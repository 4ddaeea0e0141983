//! Progress metrics with hard-coded fallbacks.

use crate::models::AssessmentRecord;
use crate::risk::normalizer::{FIELD_BLOOD_PRESSURE, FIELD_GLUCOSE, FIELD_WEIGHT};

/// Latest progress metrics shown on the dashboard.
///
/// Values come from the stored assessment where present; each falls back to
/// the product's fixed demo baseline otherwise.
#[derive(Debug, Clone, PartialEq)]
pub struct ProgressMetrics {
    /// Latest glucose in mg/dL (fallback 125)
    pub glucose_mg_dl: f64,
    /// Latest blood pressure reading as entered (fallback "129/84")
    pub blood_pressure: String,
    /// Current weight in kg (fallback 73.9)
    pub weight_kg: f64,
    /// Weekly average steps per day (always the demo baseline)
    pub weekly_avg_steps: u32,
}

impl ProgressMetrics {
    pub const FALLBACK_GLUCOSE: f64 = 125.0;
    pub const FALLBACK_BLOOD_PRESSURE: &'static str = "129/84";
    pub const FALLBACK_WEIGHT: f64 = 73.9;
    pub const WEEKLY_AVG_STEPS: u32 = 5200;

    /// Derive metrics from the latest assessment, if any.
    pub fn from_assessment(record: Option<&AssessmentRecord>) -> Self {
        let numeric_field = |key: &str| {
            record
                .and_then(|r| r.field(key))
                .and_then(|v| v.trim().parse::<f64>().ok())
        };

        Self {
            glucose_mg_dl: numeric_field(FIELD_GLUCOSE).unwrap_or(Self::FALLBACK_GLUCOSE),
            blood_pressure: record
                .and_then(|r| r.field(FIELD_BLOOD_PRESSURE))
                .filter(|v| !v.is_empty())
                .unwrap_or(Self::FALLBACK_BLOOD_PRESSURE)
                .to_string(),
            weight_kg: numeric_field(FIELD_WEIGHT).unwrap_or(Self::FALLBACK_WEIGHT),
            weekly_avg_steps: Self::WEEKLY_AVG_STEPS,
        }
    }

    /// The four metric info lines, formatted the way the dashboard shows them.
    pub fn info_lines(&self) -> [String; 4] {
        [
            format!("Latest glucose: {} mg/dL", self.glucose_mg_dl),
            format!("Latest BP: {} mmHg", self.blood_pressure),
            format!("Current weight: {} kg", self.weight_kg),
            format!("Weekly avg steps: {} steps/day", self.weekly_avg_steps),
        ]
    }
}

#[cfg(test)]
mod tests {
    use super::*;
    use std::collections::HashMap;

    #[test]
    fn test_fallbacks_without_assessment() {
        let metrics = ProgressMetrics::from_assessment(None);

        assert_eq!(metrics.glucose_mg_dl, 125.0);
        assert_eq!(metrics.blood_pressure, "129/84");
        assert_eq!(metrics.weight_kg, 73.9);
        assert_eq!(metrics.weekly_avg_steps, 5200);
    }

    #[test]
    fn test_values_from_assessment() {
        let mut fields = HashMap::new();
        fields.insert("glucose".to_string(), "118".to_string());
        fields.insert("bloodPressure".to_string(), "122/80".to_string());
        fields.insert("weight".to_string(), "70.5".to_string());
        let record = AssessmentRecord::new(fields, None, None);

        let metrics = ProgressMetrics::from_assessment(Some(&record));

        assert_eq!(metrics.glucose_mg_dl, 118.0);
        assert_eq!(metrics.blood_pressure, "122/80");
        assert_eq!(metrics.weight_kg, 70.5);
    }

    #[test]
    fn test_unparsable_fields_fall_back() {
        let mut fields = HashMap::new();
        fields.insert("glucose".to_string(), "n/a".to_string());
        fields.insert("bloodPressure".to_string(), String::new());
        let record = AssessmentRecord::new(fields, None, None);

        let metrics = ProgressMetrics::from_assessment(Some(&record));

        assert_eq!(metrics.glucose_mg_dl, 125.0);
        assert_eq!(metrics.blood_pressure, "129/84");
    }

    #[test]
    fn test_info_lines() {
        let metrics = ProgressMetrics::from_assessment(None);
        let lines = metrics.info_lines();

        assert_eq!(lines[0], "Latest glucose: 125 mg/dL");
        assert_eq!(lines[1], "Latest BP: 129/84 mmHg");
        assert_eq!(lines[3], "Weekly avg steps: 5200 steps/day");
    }
}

* * * * * * * * *

Copy out the entire material verbatim.

#### [Response area]
repository 4ddaeea0e0141983
//! Progress metrics with hard-coded fallbacks.

use crate::models::AssessmentRecord;
use crate::risk::normalizer::{FIELD_BLOOD_PRESSURE, FIELD_GLUCOSE, FIELD_WEIGHT};

/// Latest progress metrics shown on the dashboard.
///
/// Values come from the stored assessment where present; each falls back to
/// the product's fixed demo baseline otherwise.
#[derive(Debug, Clone, PartialEq)]
pub struct ProgressMetrics {
    /// Latest glucose in mg/dL (fallback 125)
    pub glucose_mg_dl: f64,
    /// Latest blood pressure reading as entered (fallback "129/84")
    pub blood_pressure: String,
    /// Current weight in kg (fallback 73.9)
    pub weight_kg: f64,
    /// Weekly average steps per day (always the demo baseline)
    pub weekly_avg_steps: u32,
}

impl ProgressMetrics {
    pub const FALLBACK_GLUCOSE: f64 = 125.0;
    pub const FALLBACK_BLOOD_PRESSURE: &'static str = "129/84";
    pub const FALLBACK_WEIGHT: f64 = 73.9;
    pub const WEEKLY_AVG_STEPS: u32 = 5200;

    /// Derive metrics from the latest assessment, if any.
    pub fn from_assessment(record: Option<&AssessmentRecord>) -> Self {
        let numeric_field = |key: &str| {
            record
                .and_then(|r| r.field(key))
                .and_then(|v| v.trim().parse::<f64>().ok())
        };

        Self {
            glucose_mg_dl: numeric_field(FIELD_GLUCOSE).unwrap_or(Self::FALLBACK_GLUCOSE),
            blood_pressure: record
                .and_then(|r| r.field(FIELD_BLOOD_PRESSURE))
                .filter(|v| !v.is_empty())
                .unwrap_or(Self::FALLBACK_BLOOD_PRESSURE)
                .to_string(),
            weight_kg: numeric_field(FIELD_WEIGHT).unwrap_or(Self::FALLBACK_WEIGHT),
            weekly_avg_steps: Self::WEEKLY_AVG_STEPS,
        }
    }

    /// The four metric info lines, formatted the way the dashboard shows them.
    pub fn info_lines(&self) -> [String; 4] {
        [
            format!("Latest glucose: {} mg/dL", self.glucose_mg_dl),
            format!("Latest BP: {} mmHg", self.blood_pressure),
            format!("Current weight: {} kg", self.weight_kg),
            format!("Weekly avg steps: {} steps/day", self.weekly_avg_steps),
        ]
    }
}

#[cfg(test)]
mod tests {
    use super::*;
    use std::collections::HashMap;

    #[test]
    fn test_fallbacks_without_assessment() {
        let metrics = ProgressMetrics::from_assessment(None);

        assert_eq!(metrics.glucose_mg_dl, 125.0);
        assert_eq!(metrics.blood_pressure, "129/84");
        assert_eq!(metrics.weight_kg, 73.9);
        assert_eq!(metrics.weekly_avg_steps, 5200);
    }

    #[test]
    fn test_values_from_assessment() {
        let mut fields = HashMap::new();
        fields.insert("glucose".to_string(), "118".to_string());
        fields.insert("bloodPressure".to_string(), "122/80".to_string());
        fields.insert("weight".to_string(), "70.5".to_string());
        let record = AssessmentRecord::new(fields, None, None);

        let metrics = ProgressMetrics::from_assessment(Some(&record));

        assert_eq!(metrics.glucose_mg_dl, 118.0);
        assert_eq!(metrics.blood_pressure, "122/80");
        assert_eq!(metrics.weight_kg, 70.5);
    }

    #[test]
    fn test_unparsable_fields_fall_back() {
        let mut fields = HashMap::new();
        fields.insert("glucose".to_string(), "n/a".to_string());
        fields.insert("bloodPressure".to_string(), String::new());
        let record = AssessmentRecord::new(fields, None, None);

        let metrics = ProgressMetrics::from_assessment(Some(&record));

        assert_eq!(metrics.glucose_mg_dl, 125.0);
        assert_eq!(metrics.blood_pressure, "129/84");
    }

    #[test]
    fn test_info_lines() {
        let metrics = ProgressMetrics::from_assessment(None);
        let lines = metrics.info_lines();

        assert_eq!(lines[0], "Latest glucose: 125 mg/dL");
        assert_eq!(lines[1], "Latest BP: 129/84 mmHg");
        assert_eq!(lines[3], "Weekly avg steps: 5200 steps/day");
    }
}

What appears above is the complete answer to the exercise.